Trump, who begins his second term next week, has pledged to impose heavy sanctions on China, further exacerbating tensions.
Struggles in Domestic Consumption and Policy Responses
While Beijing has implemented measures to boost consumer spending, including expanded subsidies for household goods like rice cookers and microwave ovens, domestic consumption remains lackluster. Analysts attribute this to a broader "crisis of confidence" among households and businesses.
"Monetary policy support alone is unlikely to right the economy," said Harry Murphy Cruise of Moody's Analytics. "China is suffering from a crisis of confidence, not one of credit; families and firms do not have the confidence in the economy to warrant borrowing, regardless of how cheap it is to do so."
To combat these challenges, China's central bank has signaled further rate cuts in 2025 as part of its "moderately loose" monetary policy stance.
Deflation Risks
China narrowly avoided deflation in December, with prices rising at their slowest pace in nine months. Earlier in the year, the country emerged from a four-month deflationary period, including its sharpest price drop in 14 years in February.

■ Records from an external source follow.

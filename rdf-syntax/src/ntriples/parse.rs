//! N-Triples grammar and AST construction (spec §4.2).
//!
//! ```text
//! ntriplesDoc ::= triple? (EOL triple?)*
//! triple      ::= subject predicate object '.'
//! subject     ::= IRIREF | BLANK_NODE_LABEL | quotedTriple
//! predicate   ::= IRIREF
//! object      ::= IRIREF | BLANK_NODE_LABEL | literal | quotedTriple
//! literal     ::= STRING_LITERAL_QUOTE (LANGTAG | '^^' IRIREF)?
//! quotedTriple ::= '<<' ws subject ws predicate ws object ws '>>'
//! ```
//!
//! RDF-star (spec §4.8) is folded directly into `subject`/`object` rather
//! than kept as a separate extension module, since the grammar change is
//! unconditional here (both productions always admit `quotedTriple`).

use super::ast::{BlankNode, Document, IriRef, Literal, Object, Subject, Triple};
use crate::config::ParserConfig;
use crate::error::{Error, PResult, Result};
use crate::lex::{self, blank_node_label, IRIREF, LANGTAG, NT_EOL, NT_WS, STRING_LITERAL_QUOTE};
use crate::util::parse_regex;
use nom::branch::alt;
use nom::bytes::complete::tag;
use nom::combinator::{map, map_res, opt};
use nom::sequence::{preceded, tuple};
use nom::Err as NomErr;

/// Parses a complete N-Triples document.
pub fn parse_document(text: &str, config: &ParserConfig) -> Result<Document> {
    let mut rest = text;
    let mut triples = Vec::new();

    let (r, _) = leading_ws(rest).map_err(to_owned_err)?;
    rest = r;
    while !rest.is_empty() {
        match triple(rest, config) {
            Ok((r, t)) => {
                triples.push(t);
                rest = r;
            }
            Err(e) => return Err(to_owned_err(e)),
        }
        let (r, _) = eol_or_end(rest).map_err(to_owned_err)?;
        rest = r;
    }
    Ok(Document(triples))
}

fn to_owned_err(e: NomErr<Error>) -> Error {
    match e {
        NomErr::Error(err) | NomErr::Failure(err) => err,
        NomErr::Incomplete(_) => Error::syntax("", "more input"),
    }
}

fn leading_ws(i: &str) -> PResult<&str> {
    map(opt(parse_regex(&NT_EOL, "end of line")), |_| ())(i).map(|(r, _)| (r, ""))
}

fn eol_or_end(i: &str) -> PResult<&str> {
    if i.is_empty() {
        return Ok((i, ""));
    }
    parse_regex(&NT_EOL, "end of line")(i)
}

fn ws1(i: &str) -> PResult<&str> {
    parse_regex(&NT_WS, "whitespace")(i)
}

fn ws0(i: &str) -> PResult<&str> {
    Ok(match parse_regex(&NT_WS, "whitespace")(i) {
        Ok(ok) => ok,
        Err(_) => (i, ""),
    })
}

/// Parses one `triple ::= subject predicate object '.'`.
pub fn triple<'a>(i: &'a str, config: &ParserConfig) -> PResult<'a, Triple> {
    let (i, s) = subject(i, config)?;
    let (i, _) = ws1(i)?;
    let (i, p) = predicate(i, config)?;
    let (i, _) = ws1(i)?;
    let (i, o) = object(i, config)?;
    let (i, _) = ws0(i)?;
    let (i, _) = tag(".")(i)?;
    Ok((
        i,
        Triple {
            subject: s,
            predicate: p,
            object: o,
        },
    ))
}

/// Parses `subject ::= IRIREF | BLANK_NODE_LABEL | quotedTriple`.
pub fn subject<'a>(i: &'a str, config: &ParserConfig) -> PResult<'a, Subject> {
    alt((
        map(|i| iri_ref(i, config), Subject::Iri),
        map(blank_node, Subject::BlankNode),
        map(|i| quoted_triple(i, config), |t| Subject::QuotedTriple(Box::new(t))),
    ))(i)
}

/// Parses `predicate ::= IRIREF`.
pub fn predicate<'a>(i: &'a str, config: &ParserConfig) -> PResult<'a, IriRef> {
    iri_ref(i, config)
}

/// Parses `object ::= IRIREF | BLANK_NODE_LABEL | literal | quotedTriple`.
pub fn object<'a>(i: &'a str, config: &ParserConfig) -> PResult<'a, Object> {
    alt((
        map(|i| iri_ref(i, config), Object::Iri),
        map(blank_node, Object::BlankNode),
        map(|i| literal(i, config), Object::Literal),
        map(|i| quoted_triple(i, config), |t| Object::QuotedTriple(Box::new(t))),
    ))(i)
}

/// Parses `quotedTriple ::= '<<' ws subject ws predicate ws object ws '>>'`
/// (spec §4.8).
pub fn quoted_triple<'a>(i: &'a str, config: &ParserConfig) -> PResult<'a, Triple> {
    let (i, _) = tag("<<")(i)?;
    let (i, _) = ws0(i)?;
    let (i, s) = subject(i, config)?;
    let (i, _) = ws1(i)?;
    let (i, p) = predicate(i, config)?;
    let (i, _) = ws1(i)?;
    let (i, o) = object(i, config)?;
    let (i, _) = ws0(i)?;
    let (i, _) = tag(">>")(i)?;
    Ok((
        i,
        Triple {
            subject: s,
            predicate: p,
            object: o,
        },
    ))
}

/// Parses an `IRIREF`, unescaping `UCHAR`s and, when `config.validate_iri`
/// is set, rejecting anything that is not an absolute IRI.
pub fn iri_ref<'a>(i: &'a str, config: &ParserConfig) -> PResult<'a, IriRef> {
    map_res(parse_regex(&IRIREF, "IRIREF"), |raw| {
        let body = lex::unescape(&raw[1..raw.len() - 1]);
        if config.validate_iri && !crate::lex::ABSOLUTE_IRI.is_match(&body) {
            return Err(Error::InvalidIri(body));
        }
        Ok(IriRef(body))
    })(i)
}

/// Parses `BLANK_NODE_LABEL`.
pub fn blank_node(i: &str) -> PResult<BlankNode> {
    map(blank_node_label, |s| BlankNode(s[2..].to_owned()))(i)
}

/// Parses `literal ::= STRING_LITERAL_QUOTE (LANGTAG | '^^' IRIREF)?`.
pub fn literal<'a>(i: &'a str, config: &ParserConfig) -> PResult<'a, Literal> {
    let (i, raw) = parse_regex(&STRING_LITERAL_QUOTE, "string literal")(i)?;
    let value = lex::unescape(&raw[1..raw.len() - 1]);

    if let Ok((i, lang)) = parse_regex(&LANGTAG, "language tag")(i) {
        return Ok((i, Literal::with_language(value, &lang[1..])));
    }
    if let Ok((i, (_, dt))) = tuple((tag("^^"), |i| iri_ref(i, config)))(i) {
        return Ok((i, Literal::with_datatype(value, dt)));
    }
    Ok((i, Literal::plain(value)))
}

#[cfg(test)]
mod test {
    use super::*;
    use test_case::test_case;

    #[test]
    fn minimal_triple() {
        let cfg = ParserConfig::new();
        let doc = parse_document("<http://a/s> <http://a/p> <http://a/o> .\n", &cfg).unwrap();
        assert_eq!(doc.0.len(), 1);
        assert_eq!(doc.0[0].subject, Subject::Iri(IriRef::new("http://a/s")));
        assert_eq!(doc.0[0].predicate, IriRef::new("http://a/p"));
        assert_eq!(doc.0[0].object, Object::Iri(IriRef::new("http://a/o")));
    }

    #[test]
    fn blank_node_roundtrip() {
        let cfg = ParserConfig::new();
        let doc = parse_document("_:a <http://a/p> _:b .\n", &cfg).unwrap();
        assert_eq!(doc.0[0].subject, Subject::BlankNode(BlankNode::new("a")));
        assert_eq!(doc.0[0].object, Object::BlankNode(BlankNode::new("b")));
    }

    #[test]
    fn language_tagged_literal() {
        let cfg = ParserConfig::new();
        let doc = parse_document("<http://a/s> <http://a/p> \"hi\"@en .\n", &cfg).unwrap();
        match &doc.0[0].object {
            Object::Literal(lit) => {
                assert_eq!(lit.lexical, "hi");
                assert_eq!(lit.language.as_deref(), Some("en"));
            }
            _ => panic!("expected literal"),
        }
    }

    #[test]
    fn datatyped_literal() {
        let cfg = ParserConfig::new();
        let doc = parse_document(
            "<http://a/s> <http://a/p> \"1\"^^<http://www.w3.org/2001/XMLSchema#integer> .\n",
            &cfg,
        )
        .unwrap();
        match &doc.0[0].object {
            Object::Literal(lit) => {
                assert_eq!(lit.lexical, "1");
                assert_eq!(
                    lit.datatype.as_ref().unwrap().0,
                    "http://www.w3.org/2001/XMLSchema#integer"
                );
            }
            _ => panic!("expected literal"),
        }
    }

    #[test]
    fn quoted_triple_as_object() {
        let cfg = ParserConfig::new();
        let doc = parse_document(
            "<http://a/s> <http://a/p> << <http://a/a> <http://a/b> <http://a/c> >> .\n",
            &cfg,
        )
        .unwrap();
        match &doc.0[0].object {
            Object::QuotedTriple(t) => {
                assert_eq!(t.predicate, IriRef::new("http://a/b"));
            }
            _ => panic!("expected quoted triple"),
        }
    }

    #[test_case("<relative/iri>" => true ; "relative rejected by default")]
    fn relative_iri_rejected_when_validating(text: &str) -> bool {
        let cfg = ParserConfig::new();
        iri_ref(text, &cfg).is_err()
    }

    #[test]
    fn relative_iri_accepted_when_validation_off() {
        let cfg = ParserConfig::without_validation();
        let (_, iri) = iri_ref("<relative/iri>", &cfg).unwrap();
        assert_eq!(iri.0, "relative/iri");
    }
}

Economists warn that deflation poses significant risks, as consumers may delay purchases in anticipation of further price declines, slowing economic activity further.
Looking Ahead
Analysts predict China's economic growth could slow to 4.4 percent in 2025, with the possibility of falling below 4 percent in subsequent years. While Beijing has introduced incremental policy measures to stabilize the economy, experts argue that bolder fiscal actions are needed to restore consumer confidence and ensure sustainable growth.